* **DATASET ENTRIES**
****************

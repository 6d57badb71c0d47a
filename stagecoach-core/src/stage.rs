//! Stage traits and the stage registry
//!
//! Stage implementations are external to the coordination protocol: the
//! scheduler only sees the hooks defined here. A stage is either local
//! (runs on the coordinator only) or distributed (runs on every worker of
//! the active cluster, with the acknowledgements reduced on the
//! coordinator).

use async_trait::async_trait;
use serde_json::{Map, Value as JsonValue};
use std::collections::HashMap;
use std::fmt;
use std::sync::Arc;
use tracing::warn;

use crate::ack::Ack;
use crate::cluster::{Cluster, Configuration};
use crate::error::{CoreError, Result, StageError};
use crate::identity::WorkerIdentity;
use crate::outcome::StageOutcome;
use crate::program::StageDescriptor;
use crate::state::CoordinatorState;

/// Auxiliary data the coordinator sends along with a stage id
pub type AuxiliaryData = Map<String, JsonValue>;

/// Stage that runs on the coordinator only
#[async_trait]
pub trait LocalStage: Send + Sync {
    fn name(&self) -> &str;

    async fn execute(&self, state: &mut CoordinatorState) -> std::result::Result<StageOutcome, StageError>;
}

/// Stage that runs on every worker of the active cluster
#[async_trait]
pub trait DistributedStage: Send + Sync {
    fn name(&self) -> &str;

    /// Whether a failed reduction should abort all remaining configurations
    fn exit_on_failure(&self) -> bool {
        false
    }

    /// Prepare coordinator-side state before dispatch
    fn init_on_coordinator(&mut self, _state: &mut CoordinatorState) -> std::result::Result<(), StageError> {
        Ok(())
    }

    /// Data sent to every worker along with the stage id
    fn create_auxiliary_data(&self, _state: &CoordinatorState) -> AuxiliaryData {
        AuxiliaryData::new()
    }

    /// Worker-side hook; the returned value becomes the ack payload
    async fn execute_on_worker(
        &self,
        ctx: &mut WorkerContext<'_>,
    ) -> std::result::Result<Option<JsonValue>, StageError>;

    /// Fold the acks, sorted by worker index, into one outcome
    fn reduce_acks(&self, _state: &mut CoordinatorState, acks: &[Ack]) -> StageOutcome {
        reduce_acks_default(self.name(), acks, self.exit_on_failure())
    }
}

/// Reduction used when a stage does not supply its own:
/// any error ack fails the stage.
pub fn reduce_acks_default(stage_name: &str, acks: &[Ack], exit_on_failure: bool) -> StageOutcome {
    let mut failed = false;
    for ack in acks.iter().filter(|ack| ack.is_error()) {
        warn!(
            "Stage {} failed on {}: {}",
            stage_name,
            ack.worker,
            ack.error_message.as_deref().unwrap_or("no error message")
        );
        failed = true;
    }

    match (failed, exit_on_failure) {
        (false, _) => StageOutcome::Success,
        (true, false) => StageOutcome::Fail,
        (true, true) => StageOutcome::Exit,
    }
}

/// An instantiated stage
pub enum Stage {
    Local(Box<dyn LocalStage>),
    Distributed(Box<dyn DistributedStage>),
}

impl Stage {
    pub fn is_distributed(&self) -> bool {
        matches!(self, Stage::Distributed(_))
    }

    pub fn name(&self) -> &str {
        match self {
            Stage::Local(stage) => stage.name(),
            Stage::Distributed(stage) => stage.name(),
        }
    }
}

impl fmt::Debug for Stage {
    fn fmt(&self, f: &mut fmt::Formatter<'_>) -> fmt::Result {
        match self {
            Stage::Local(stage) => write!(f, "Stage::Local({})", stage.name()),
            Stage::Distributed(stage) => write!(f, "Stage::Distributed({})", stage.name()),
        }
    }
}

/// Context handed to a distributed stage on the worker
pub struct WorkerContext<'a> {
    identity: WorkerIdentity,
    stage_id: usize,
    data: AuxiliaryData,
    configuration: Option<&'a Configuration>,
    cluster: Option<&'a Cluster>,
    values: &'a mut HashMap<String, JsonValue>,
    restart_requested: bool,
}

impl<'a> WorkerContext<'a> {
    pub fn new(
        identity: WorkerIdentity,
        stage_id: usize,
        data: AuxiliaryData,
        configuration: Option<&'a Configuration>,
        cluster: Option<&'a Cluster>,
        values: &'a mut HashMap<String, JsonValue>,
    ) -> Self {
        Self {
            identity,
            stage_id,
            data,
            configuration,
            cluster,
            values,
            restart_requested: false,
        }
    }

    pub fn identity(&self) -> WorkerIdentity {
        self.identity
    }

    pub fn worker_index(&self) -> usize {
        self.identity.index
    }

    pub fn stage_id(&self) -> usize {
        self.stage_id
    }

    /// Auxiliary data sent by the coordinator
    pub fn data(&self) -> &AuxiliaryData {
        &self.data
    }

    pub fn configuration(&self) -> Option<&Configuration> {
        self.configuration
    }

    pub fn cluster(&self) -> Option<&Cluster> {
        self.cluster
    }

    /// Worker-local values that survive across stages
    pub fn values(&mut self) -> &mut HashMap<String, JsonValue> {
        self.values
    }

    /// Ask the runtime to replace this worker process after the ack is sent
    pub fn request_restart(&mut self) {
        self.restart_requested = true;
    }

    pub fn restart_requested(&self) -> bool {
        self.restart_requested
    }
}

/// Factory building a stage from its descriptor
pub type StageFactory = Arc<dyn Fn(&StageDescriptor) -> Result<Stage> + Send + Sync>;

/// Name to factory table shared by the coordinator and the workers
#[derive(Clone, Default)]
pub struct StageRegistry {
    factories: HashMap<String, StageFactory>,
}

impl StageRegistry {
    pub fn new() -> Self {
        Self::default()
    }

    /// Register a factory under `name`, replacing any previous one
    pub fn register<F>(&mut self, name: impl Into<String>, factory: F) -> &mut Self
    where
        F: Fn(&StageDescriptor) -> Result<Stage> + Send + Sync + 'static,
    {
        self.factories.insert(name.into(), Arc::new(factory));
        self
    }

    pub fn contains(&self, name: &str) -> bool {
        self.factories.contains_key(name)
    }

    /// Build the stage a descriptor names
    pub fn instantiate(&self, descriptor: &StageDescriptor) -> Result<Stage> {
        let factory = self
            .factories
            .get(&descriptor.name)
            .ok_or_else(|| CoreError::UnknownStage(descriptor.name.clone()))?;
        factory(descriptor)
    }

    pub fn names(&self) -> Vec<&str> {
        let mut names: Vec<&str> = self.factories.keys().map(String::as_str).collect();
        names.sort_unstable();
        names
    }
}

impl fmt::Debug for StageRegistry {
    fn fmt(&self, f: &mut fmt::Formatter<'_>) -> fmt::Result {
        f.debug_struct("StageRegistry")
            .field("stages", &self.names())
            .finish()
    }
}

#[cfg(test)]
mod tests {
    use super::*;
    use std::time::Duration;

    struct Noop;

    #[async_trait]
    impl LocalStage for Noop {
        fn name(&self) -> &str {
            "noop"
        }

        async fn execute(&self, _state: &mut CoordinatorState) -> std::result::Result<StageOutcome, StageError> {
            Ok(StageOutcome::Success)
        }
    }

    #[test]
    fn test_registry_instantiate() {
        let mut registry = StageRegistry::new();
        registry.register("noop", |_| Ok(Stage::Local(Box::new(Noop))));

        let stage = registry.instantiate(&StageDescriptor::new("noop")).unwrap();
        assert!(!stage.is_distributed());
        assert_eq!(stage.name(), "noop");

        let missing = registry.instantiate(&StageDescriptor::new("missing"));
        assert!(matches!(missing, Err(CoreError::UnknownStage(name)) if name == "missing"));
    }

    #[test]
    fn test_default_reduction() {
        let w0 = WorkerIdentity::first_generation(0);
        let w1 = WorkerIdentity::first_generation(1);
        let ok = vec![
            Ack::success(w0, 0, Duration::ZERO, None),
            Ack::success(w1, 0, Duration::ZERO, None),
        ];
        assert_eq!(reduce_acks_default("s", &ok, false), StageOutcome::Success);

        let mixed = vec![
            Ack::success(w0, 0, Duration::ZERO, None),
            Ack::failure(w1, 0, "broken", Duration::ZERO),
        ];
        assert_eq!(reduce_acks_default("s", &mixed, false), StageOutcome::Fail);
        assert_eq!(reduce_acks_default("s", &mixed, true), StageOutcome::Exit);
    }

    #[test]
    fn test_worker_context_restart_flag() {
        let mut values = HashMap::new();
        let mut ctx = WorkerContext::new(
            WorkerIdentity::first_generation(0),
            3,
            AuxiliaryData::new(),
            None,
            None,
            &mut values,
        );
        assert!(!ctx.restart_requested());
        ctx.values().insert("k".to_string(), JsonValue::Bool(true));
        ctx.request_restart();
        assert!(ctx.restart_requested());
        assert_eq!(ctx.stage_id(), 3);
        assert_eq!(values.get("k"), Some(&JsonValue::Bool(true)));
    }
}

****************

* **WORK INSTRUCTION**
Repeat only the stretch of lines starting at the one containing "let mut ctx" and running to the final line of the entries above.

* **TASK RESULT**
        let mut ctx = WorkerContext::new(
            WorkerIdentity::first_generation(0),
            3,
            AuxiliaryData::new(),
            None,
            None,
            &mut values,
        );
        assert!(!ctx.restart_requested());
        ctx.values().insert("k".to_string(), JsonValue::Bool(true));
        ctx.request_restart();
        assert!(ctx.restart_requested());
        assert_eq!(ctx.stage_id(), 3);
        assert_eq!(values.get("k"), Some(&JsonValue::Bool(true)));
    }
}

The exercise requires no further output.